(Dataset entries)
++++++++++

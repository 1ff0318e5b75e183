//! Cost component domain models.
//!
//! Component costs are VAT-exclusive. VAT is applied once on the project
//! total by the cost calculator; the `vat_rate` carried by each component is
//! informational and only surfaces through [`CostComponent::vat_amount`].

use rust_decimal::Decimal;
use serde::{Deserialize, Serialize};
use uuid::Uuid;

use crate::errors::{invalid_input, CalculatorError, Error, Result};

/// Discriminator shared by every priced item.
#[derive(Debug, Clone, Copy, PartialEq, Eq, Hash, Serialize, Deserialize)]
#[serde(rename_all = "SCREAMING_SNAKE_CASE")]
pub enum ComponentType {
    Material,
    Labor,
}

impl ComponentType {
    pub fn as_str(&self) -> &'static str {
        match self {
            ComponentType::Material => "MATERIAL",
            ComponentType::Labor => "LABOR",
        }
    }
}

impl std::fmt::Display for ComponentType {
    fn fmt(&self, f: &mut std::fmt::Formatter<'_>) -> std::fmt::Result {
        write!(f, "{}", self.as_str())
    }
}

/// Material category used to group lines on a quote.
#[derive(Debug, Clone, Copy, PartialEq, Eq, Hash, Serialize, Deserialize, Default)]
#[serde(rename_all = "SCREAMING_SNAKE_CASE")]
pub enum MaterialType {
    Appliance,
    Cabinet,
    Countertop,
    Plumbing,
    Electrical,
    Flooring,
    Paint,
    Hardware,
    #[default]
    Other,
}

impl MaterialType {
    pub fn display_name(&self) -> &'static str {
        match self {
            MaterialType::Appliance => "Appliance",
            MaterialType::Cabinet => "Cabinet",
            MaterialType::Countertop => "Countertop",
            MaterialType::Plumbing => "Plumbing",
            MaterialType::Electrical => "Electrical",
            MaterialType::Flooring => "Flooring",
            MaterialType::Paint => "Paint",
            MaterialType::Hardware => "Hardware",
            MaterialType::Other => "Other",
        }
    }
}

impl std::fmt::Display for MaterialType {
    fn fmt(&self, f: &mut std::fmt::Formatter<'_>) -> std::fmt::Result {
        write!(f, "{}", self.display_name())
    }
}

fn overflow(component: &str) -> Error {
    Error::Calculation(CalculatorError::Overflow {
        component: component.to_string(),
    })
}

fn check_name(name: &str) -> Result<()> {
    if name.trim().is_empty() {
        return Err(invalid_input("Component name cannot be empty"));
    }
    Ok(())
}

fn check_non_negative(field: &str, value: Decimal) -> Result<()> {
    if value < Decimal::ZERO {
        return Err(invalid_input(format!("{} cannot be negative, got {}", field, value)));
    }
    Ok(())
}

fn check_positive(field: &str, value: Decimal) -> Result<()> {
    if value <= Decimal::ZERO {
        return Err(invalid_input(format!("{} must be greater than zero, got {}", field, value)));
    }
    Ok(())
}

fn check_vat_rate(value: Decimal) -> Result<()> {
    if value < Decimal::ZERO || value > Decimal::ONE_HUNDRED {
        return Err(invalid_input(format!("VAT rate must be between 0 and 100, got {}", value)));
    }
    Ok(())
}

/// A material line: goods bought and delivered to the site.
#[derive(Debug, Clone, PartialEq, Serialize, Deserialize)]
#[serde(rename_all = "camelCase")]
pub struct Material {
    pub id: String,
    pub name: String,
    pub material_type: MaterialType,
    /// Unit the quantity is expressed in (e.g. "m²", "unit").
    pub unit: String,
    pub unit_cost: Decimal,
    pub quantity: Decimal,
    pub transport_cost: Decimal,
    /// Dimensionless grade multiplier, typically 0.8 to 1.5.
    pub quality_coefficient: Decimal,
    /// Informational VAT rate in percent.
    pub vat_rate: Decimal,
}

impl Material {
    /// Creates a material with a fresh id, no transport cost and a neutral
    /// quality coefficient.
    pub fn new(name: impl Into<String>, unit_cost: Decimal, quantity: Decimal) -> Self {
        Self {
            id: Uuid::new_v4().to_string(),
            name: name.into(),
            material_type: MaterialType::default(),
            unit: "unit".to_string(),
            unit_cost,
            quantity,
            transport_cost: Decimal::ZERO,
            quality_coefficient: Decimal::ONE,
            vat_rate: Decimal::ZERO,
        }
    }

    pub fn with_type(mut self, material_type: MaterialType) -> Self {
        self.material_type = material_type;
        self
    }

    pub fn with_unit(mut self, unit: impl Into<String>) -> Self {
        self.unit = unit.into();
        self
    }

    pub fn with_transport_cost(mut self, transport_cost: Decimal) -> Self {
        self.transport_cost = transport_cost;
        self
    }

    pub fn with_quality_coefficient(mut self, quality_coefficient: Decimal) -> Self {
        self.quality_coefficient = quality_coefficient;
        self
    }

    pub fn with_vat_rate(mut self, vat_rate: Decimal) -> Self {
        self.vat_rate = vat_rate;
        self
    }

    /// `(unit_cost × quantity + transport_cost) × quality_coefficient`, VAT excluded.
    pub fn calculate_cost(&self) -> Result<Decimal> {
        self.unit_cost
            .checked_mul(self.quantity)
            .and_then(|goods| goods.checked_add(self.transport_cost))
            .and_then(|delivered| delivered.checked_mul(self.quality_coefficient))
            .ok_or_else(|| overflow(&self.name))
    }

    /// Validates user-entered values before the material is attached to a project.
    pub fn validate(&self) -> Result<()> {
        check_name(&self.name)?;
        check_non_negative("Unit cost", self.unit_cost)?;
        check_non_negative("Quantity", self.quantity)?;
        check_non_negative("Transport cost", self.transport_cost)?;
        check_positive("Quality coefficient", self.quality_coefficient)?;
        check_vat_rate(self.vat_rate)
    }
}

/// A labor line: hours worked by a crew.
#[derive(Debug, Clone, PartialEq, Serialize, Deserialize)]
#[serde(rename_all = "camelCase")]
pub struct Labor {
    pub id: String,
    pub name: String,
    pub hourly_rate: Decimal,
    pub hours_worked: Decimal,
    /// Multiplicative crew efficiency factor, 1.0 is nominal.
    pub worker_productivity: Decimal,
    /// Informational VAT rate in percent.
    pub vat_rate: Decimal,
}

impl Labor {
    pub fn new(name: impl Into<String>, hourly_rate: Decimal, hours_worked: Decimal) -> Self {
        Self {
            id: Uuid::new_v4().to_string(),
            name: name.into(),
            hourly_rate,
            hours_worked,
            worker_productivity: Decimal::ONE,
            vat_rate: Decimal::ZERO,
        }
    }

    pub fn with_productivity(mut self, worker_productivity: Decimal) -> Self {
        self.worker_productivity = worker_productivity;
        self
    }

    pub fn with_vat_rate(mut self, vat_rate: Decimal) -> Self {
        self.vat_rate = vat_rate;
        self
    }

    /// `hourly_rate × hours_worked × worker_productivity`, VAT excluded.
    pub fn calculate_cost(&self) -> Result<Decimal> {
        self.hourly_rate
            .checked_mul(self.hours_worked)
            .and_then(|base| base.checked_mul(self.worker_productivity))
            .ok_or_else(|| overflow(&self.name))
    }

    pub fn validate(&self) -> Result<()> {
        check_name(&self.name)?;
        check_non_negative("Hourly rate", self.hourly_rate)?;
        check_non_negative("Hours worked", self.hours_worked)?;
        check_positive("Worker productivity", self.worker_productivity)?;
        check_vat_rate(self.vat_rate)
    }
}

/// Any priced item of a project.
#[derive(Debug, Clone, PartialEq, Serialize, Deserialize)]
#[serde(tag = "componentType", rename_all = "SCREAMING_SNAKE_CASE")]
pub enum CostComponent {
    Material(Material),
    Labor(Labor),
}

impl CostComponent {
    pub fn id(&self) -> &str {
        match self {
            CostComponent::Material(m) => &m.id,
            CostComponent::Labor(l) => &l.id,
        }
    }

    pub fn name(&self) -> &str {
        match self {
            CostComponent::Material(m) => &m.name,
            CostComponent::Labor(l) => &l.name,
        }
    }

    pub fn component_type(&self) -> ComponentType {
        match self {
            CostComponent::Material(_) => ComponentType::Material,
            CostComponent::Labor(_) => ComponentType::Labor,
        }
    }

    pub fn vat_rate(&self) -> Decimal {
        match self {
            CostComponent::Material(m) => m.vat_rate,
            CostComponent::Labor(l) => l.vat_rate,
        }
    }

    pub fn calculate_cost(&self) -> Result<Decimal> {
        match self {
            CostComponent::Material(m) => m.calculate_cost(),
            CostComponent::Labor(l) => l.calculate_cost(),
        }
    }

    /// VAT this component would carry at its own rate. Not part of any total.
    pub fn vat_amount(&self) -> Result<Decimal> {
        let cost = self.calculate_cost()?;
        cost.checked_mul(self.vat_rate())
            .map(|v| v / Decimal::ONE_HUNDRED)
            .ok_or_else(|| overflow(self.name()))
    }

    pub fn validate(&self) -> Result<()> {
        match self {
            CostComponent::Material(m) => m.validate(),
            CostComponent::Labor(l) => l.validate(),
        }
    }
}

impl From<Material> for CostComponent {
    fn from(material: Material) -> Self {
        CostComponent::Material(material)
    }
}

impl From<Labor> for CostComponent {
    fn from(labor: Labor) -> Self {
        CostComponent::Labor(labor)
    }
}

++++++++++

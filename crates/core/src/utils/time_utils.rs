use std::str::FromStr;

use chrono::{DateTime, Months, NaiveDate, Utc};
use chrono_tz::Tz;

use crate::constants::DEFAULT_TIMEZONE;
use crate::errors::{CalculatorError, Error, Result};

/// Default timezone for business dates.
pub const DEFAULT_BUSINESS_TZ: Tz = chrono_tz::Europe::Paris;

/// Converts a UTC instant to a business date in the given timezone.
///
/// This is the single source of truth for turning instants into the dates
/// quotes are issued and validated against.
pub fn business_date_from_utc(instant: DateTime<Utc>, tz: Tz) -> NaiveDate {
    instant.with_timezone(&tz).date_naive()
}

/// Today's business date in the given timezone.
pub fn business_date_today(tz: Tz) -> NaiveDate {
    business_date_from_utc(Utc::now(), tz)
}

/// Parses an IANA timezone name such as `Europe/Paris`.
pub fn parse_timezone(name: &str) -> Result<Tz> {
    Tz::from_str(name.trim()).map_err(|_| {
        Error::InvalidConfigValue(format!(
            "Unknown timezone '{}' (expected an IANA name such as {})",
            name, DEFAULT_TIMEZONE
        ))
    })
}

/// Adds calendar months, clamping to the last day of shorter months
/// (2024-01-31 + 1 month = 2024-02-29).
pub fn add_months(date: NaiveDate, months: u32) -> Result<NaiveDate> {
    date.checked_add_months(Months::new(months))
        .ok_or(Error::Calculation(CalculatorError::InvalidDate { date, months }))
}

++++++++++

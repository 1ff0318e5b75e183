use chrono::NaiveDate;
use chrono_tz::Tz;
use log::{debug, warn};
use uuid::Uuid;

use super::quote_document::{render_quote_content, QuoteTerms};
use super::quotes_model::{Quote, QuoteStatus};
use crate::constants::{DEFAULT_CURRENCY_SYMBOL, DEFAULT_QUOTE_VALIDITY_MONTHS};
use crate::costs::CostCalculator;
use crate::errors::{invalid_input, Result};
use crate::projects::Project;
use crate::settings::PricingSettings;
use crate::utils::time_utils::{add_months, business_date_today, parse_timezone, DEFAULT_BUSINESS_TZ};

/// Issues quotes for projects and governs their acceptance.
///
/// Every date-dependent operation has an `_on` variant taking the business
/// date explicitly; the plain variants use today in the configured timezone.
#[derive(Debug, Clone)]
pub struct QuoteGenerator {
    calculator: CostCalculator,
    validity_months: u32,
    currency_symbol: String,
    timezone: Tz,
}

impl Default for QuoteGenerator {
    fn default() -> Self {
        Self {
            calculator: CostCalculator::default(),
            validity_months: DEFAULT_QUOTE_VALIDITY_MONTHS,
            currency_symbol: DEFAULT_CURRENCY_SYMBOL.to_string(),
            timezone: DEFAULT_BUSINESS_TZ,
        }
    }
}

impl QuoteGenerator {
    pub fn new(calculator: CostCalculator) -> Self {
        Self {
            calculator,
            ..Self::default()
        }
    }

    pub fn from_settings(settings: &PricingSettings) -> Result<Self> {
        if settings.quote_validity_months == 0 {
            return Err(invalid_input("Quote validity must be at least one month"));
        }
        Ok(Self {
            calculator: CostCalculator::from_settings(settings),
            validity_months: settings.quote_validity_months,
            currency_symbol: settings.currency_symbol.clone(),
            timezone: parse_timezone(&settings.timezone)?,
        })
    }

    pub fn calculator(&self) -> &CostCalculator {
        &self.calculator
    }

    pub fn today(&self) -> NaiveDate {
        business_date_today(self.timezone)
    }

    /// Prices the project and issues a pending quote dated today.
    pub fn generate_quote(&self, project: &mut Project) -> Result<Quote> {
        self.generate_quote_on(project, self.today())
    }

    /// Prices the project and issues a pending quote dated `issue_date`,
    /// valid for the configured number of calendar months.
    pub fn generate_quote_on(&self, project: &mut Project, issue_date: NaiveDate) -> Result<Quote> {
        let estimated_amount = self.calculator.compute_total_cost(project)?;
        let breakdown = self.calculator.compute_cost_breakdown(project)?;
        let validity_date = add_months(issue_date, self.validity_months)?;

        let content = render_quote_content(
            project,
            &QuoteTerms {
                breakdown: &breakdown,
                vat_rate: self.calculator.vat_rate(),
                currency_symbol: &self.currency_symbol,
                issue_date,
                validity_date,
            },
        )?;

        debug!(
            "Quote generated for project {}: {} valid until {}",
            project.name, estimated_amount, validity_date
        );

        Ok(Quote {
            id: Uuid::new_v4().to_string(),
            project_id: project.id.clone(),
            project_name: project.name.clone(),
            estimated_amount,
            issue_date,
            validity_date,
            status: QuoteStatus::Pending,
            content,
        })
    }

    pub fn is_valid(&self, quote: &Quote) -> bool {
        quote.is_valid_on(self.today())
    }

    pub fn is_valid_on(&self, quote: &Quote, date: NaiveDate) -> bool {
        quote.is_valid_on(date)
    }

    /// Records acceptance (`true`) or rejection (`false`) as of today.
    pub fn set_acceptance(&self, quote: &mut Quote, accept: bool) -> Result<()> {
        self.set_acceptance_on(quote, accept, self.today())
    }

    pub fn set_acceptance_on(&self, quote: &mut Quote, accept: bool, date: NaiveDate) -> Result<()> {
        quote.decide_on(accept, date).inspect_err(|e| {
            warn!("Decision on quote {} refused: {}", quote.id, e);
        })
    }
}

++++++++++

(Task item):
Scan the records above for the string "Countertop", then report every line that contains it.

(Answer to this task):
    Countertop,
            MaterialType::Countertop => "Countertop",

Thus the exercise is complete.